• WHAT YOU ARE ASKED TO DO: Give back the lines of the records exactly, starting at the first and ending at the one with "use std::time::Duration;".

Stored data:
------------------------
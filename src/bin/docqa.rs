//! CLI binary for docqa-client.
//!
//! A thin shim over the library crate: flags become a `ClientConfig`, the
//! PDF path becomes the selected file, the questions become the raw text of
//! one submission, and the outcome is printed.

use anyhow::{Context, Result};
use clap::Parser;
use docqa_client::{
    render_plain, ClientConfig, FileCandidate, SharedObserver, SubmissionController,
    SubmissionObserver, SubmissionState, DEFAULT_BASE_URL, SAMPLE_QUESTIONS,
};
use indicatif::{ProgressBar, ProgressDrawTarget, ProgressStyle};
use std::io::{self, Read, Write};
use std::path::PathBuf;
use std::sync::Arc;
use std::time::Duration;
use tracing_subscriber::EnvFilter;

// ── ANSI colour helpers (no extra deps) ──────────────────────────────────────

fn green(s: &str) -> String {
    format!("\x1b[32m{s}\x1b[0m")
}
fn bold(s: &str) -> String {
    format!("\x1b[1m{s}\x1b[0m")
}

// ── Spinner observer ─────────────────────────────────────────────────────────

/// Shows a spinner for as long as the request is in flight.
struct SpinnerObserver {
    bar: ProgressBar,
}

impl SpinnerObserver {
    fn new() -> Arc<Self> {
        let bar = ProgressBar::hidden();
        let style = ProgressStyle::with_template("{spinner:.cyan} {prefix:.bold}  {msg}  ⏱ {elapsed}")
            .unwrap_or_else(|_| ProgressStyle::default_spinner())
            .tick_strings(&["⠋", "⠙", "⠹", "⠸", "⠼", "⠴", "⠦", "⠧", "⠇", "⠏", "⠿"]);
        bar.set_style(style);
        bar.set_prefix("Asking");
        Arc::new(Self { bar })
    }
}

impl SubmissionObserver for SpinnerObserver {
    fn on_file_selected(&self, file: &FileCandidate) {
        self.bar.set_message(file.label());
    }

    fn on_state_change(&self, state: &SubmissionState) {
        match state {
            SubmissionState::InFlight => {
                self.bar.set_draw_target(ProgressDrawTarget::stderr());
                self.bar.enable_steady_tick(Duration::from_millis(80));
            }
            SubmissionState::ShowingResults { .. }
            | SubmissionState::ShowingError { .. }
            | SubmissionState::Idle => self.bar.finish_and_clear(),
            SubmissionState::Validating => {}
        }
    }
}

const AFTER_HELP: &str = r#"EXAMPLES:
  # One question
  docqa policy.pdf -q "What is the grace period for premium payment?"

  # Several questions
  docqa policy.pdf -q "What is covered?" -q "What is excluded?"

  # Questions from a file (one per line), or from stdin with '-'
  docqa policy.pdf --questions-file questions.txt
  cat questions.txt | docqa policy.pdf --questions-file -

  # Try the built-in sample questions against a remote backend
  docqa policy.pdf --sample-questions --base-url https://qa.example.com

  # HTML fragment or raw JSON instead of text
  docqa policy.pdf -q "Summary?" --format html > answers.html
  docqa policy.pdf -q "Summary?" --format json

LIMITS:
  Only PDF files (by extension) up to 10 MB are accepted.
  Blank lines in the questions are ignored.

ENVIRONMENT VARIABLES:
  DOCQA_BASE_URL   Backend base URL (default http://localhost:10000)
  RUST_LOG         Log filter, overrides --verbose / --quiet
"#;

/// Ask questions about a PDF using a document-QA service.
#[derive(Parser, Debug)]
#[command(
    name = "docqa",
    version,
    about = "Ask questions about a PDF using a document-QA service",
    long_about = "Upload a PDF together with a list of questions to a document question-answering \
service and print the answers. The file and all questions travel in a single multipart request.",
    arg_required_else_help = true,
    color = clap::ColorChoice::Auto,
    after_long_help = AFTER_HELP
)]
struct Cli {
    /// Path to the PDF document (max 10 MB).
    file: PathBuf,

    /// A question to ask. Repeat for several questions.
    #[arg(short = 'q', long = "question", value_name = "TEXT")]
    questions: Vec<String>,

    /// Read questions from a file, one per line ('-' for stdin).
    #[arg(long, value_name = "PATH")]
    questions_file: Option<PathBuf>,

    /// Use the built-in sample questions when no others are given.
    #[arg(long)]
    sample_questions: bool,

    /// Backend base URL.
    #[arg(long, env = "DOCQA_BASE_URL", default_value = DEFAULT_BASE_URL)]
    base_url: String,

    /// Request timeout in seconds.
    #[arg(long, default_value_t = 60)]
    timeout: u64,

    /// Output format.
    #[arg(long, value_enum, default_value = "text")]
    format: OutputFormat,

    /// Disable the spinner.
    #[arg(long)]
    no_progress: bool,

    /// Enable DEBUG-level tracing logs.
    #[arg(short, long)]
    verbose: bool,

    /// Suppress all output except answers and errors.
    #[arg(long)]
    quiet: bool,
}

#[derive(clap::ValueEnum, Clone, Debug, PartialEq, Eq)]
enum OutputFormat {
    Text,
    Html,
    Json,
}

#[tokio::main]
async fn main() -> Result<()> {
    let cli = Cli::parse();

    // ── Logging setup ────────────────────────────────────────────────────
    // The spinner provides the feedback that matters while waiting, so
    // library INFO logs are suppressed when it is active.
    let show_progress = !cli.quiet && !cli.no_progress;
    let filter = if cli.verbose {
        "debug"
    } else if cli.quiet || show_progress {
        "error"
    } else {
        "info"
    };

    tracing_subscriber::fmt()
        .with_env_filter(
            EnvFilter::try_from_default_env().unwrap_or_else(|_| EnvFilter::new(filter)),
        )
        .with_writer(io::stderr)
        .init();

    // ── Build controller ─────────────────────────────────────────────────
    let config = ClientConfig::builder()
        .base_url(cli.base_url.clone())
        .request_timeout_secs(cli.timeout)
        .build()
        .context("Invalid configuration")?;

    let mut controller =
        SubmissionController::from_config(config).context("Failed to create client")?;
    if show_progress {
        controller = controller.with_observer(SpinnerObserver::new() as SharedObserver);
    }

    // ── Select file ──────────────────────────────────────────────────────
    let candidate = FileCandidate::from_path(&cli.file)
        .with_context(|| format!("Cannot open {}", cli.file.display()))?;
    controller.select_file(candidate)?;
    if !cli.quiet {
        if let Some(label) = controller.file_label() {
            eprintln!("{} {}", green("◆"), bold(&label));
        }
    }

    // ── Submit ───────────────────────────────────────────────────────────
    let raw_questions = collect_questions(&cli)?;
    controller.submit(&raw_questions).await?;

    // ── Output ───────────────────────────────────────────────────────────
    let state = controller.state();
    let (Some(response), Some(rendered)) = (state.response(), state.rendered()) else {
        anyhow::bail!("Submission finished without results");
    };

    let stdout = io::stdout();
    let mut handle = stdout.lock();
    match cli.format {
        OutputFormat::Text => handle
            .write_all(render_plain(response).as_bytes())
            .context("Failed to write to stdout")?,
        OutputFormat::Html => handle
            .write_all(rendered.to_html().as_bytes())
            .context("Failed to write to stdout")?,
        OutputFormat::Json => {
            let json =
                serde_json::to_string_pretty(response).context("Failed to serialise answers")?;
            writeln!(handle, "{json}").context("Failed to write to stdout")?;
        }
    }

    if !cli.quiet && cli.format == OutputFormat::Text {
        eprintln!("{} {} answers", green("✔"), bold(&rendered.count.to_string()));
    }
    Ok(())
}

/// Assemble the raw questions text: `-q` values first, then the questions
/// file, each contributing lines. Sample questions fill in only when both
/// are absent.
fn collect_questions(cli: &Cli) -> Result<String> {
    let mut lines: Vec<String> = cli.questions.clone();

    if let Some(ref path) = cli.questions_file {
        let text = if path.as_os_str() == "-" {
            let mut buf = String::new();
            io::stdin()
                .read_to_string(&mut buf)
                .context("Failed to read questions from stdin")?;
            buf
        } else {
            std::fs::read_to_string(path)
                .with_context(|| format!("Failed to read questions from {:?}", path))?
        };
        lines.push(text);
    }

    if lines.is_empty() && cli.sample_questions {
        lines.push(SAMPLE_QUESTIONS.to_string());
    }

    Ok(lines.join("\n"))
}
------------------------
• SOLUTION BELOW:
filename src/bin/docqa.rs
//! CLI binary for docqa-client.
//!
//! A thin shim over the library crate: flags become a `ClientConfig`, the
//! PDF path becomes the selected file, the questions become the raw text of
//! one submission, and the outcome is printed.

use anyhow::{Context, Result};
use clap::Parser;
use docqa_client::{
    render_plain, ClientConfig, FileCandidate, SharedObserver, SubmissionController,
    SubmissionObserver, SubmissionState, DEFAULT_BASE_URL, SAMPLE_QUESTIONS,
};
use indicatif::{ProgressBar, ProgressDrawTarget, ProgressStyle};
use std::io::{self, Read, Write};
use std::path::PathBuf;
use std::sync::Arc;
use std::time::Duration;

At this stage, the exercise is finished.